Please tell us who you think is willing to have sex with someone carrying HIV.


It's outside of my risk profile, but the common refrain today is "undetectable == untransmissible", which is assured by routine medical checkups[where they try to detect viral load] and a daily dose of drugs[which suppresses the virus]. Some people may find that to be acceptable in order to have sex with someone carrying HIV. Safer sex should be encouraged in most circumstances.


Spreading HIV is a crime—as 'favorited says, it’s a misdemeanor, on par with knowingly spreading other similar diseases.

(And stabbing someone non-lethally can also be a misdemeanor, by the sounds of it: https://www.shouselaw.com/ca/defense/penal-code/245a1/)


> Please tell us who you think is willing to have sex with someone carrying HIV.

Enough people that a major dating platform has a profile section dedicated to it.

https://help.grindr.com/hc/en-us/articles/230077107-Undetect...

Have you never heard of PrEP?


Felony -> misdemeanor is a much decriminalization as reducing police funding is "defund the police".


If it's only for HIV, it's indefensibly inappropriate to report it as decriminalizing all STDs.


California specifically lowered the criminal penalty for knowingly spreading HIV because the data showed that the risk of felony conviction had a cooling effect on folks willing to get tested and treated. The medical community generally supports these measures as they are shown to be more effective at combating HIV. These findings have been born out in studies all around the world.

https://www.statnews.com/2022/08/11/decriminalizing-hiv-scie...


We had several such non-adherent communicable cases in the California jurisdiction I used to work for and I was in court to handle them. However, how the case is approached varies greatly on the judge. One spent the entire duration of his treatment in custody and I reviewed the records and made recommendations. Others were released, one with an ankle monitor, and I reported back on their progress.

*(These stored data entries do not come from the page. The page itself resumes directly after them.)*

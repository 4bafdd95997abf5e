use thiserror::Error;

#[derive(Debug, Error)]
pub enum FormatError {
    #[error("unsupported file version {0}")]
    UnsupportedVersion(i64),

    #[error("file_version is missing or not an integer")]
    MissingVersion,

    #[error("malformed result file at {context}: {reason}")]
    Malformed { context: String, reason: String },

    #[error("prediction references unknown model {0:?}")]
    UnknownModel(String),

    #[error("JSON parse error: {0}")]
    Json(#[from] serde_json::Error),
}

impl FormatError {
    pub(crate) fn malformed(context: &str, reason: impl Into<String>) -> Self {
        Self::Malformed {
            context: context.to_string(),
            reason: reason.into(),
        }
    }
}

There are specific laws about TB in California, just as there are in Washington, and we run free TB clinics and free directly observed therapy so that there is no financial reason they can't finish their treatment. No one wants them in jail and no one wants to stigmatize them for having an illness they didn't do anything to deserve, but they can't walk around untreated either. TB is unpredictably contagious and can be very difficult to treat in the multi-drug resistant form. When it gets to the point of criminal prosecution, I guarantee virtually every opportunity has been given to them to get it taken care of.


> I wonder if they would deal with respiratory infections differently

After the covid situation, starting this conversation will take someone bold.


Put yourself in the position of that person. How is she feeling?

TB is a nasty killer - my Dad's birth mother died of it in 1952 when he was six. So I know it is nasty.

This has the look of a witch-hunt. "she did this ... TB that ...". Who exactly has taken responsibility for the woman concerned and who has taken responsibility for everyone else.

I will contend that all interested agencies in the US have completely failed this lady in particular and the population at large.


They have absolutely not failed this person. They have done far more than they should have to avoid embarrassing her and instead have chosen to put thousands of innocent people in danger. At the first sign of non-compliance she should have been detained. This attitude of “we have failed the criminal” is absolute malice masquerading as total malarky.


yea I'm curious how she was paying her bills. (correct me if I'm wrong here) its not like the US government to my knowledge, gives you free housing and food while you self isolate.


Confused. Very very confused and likely misled by a grifter.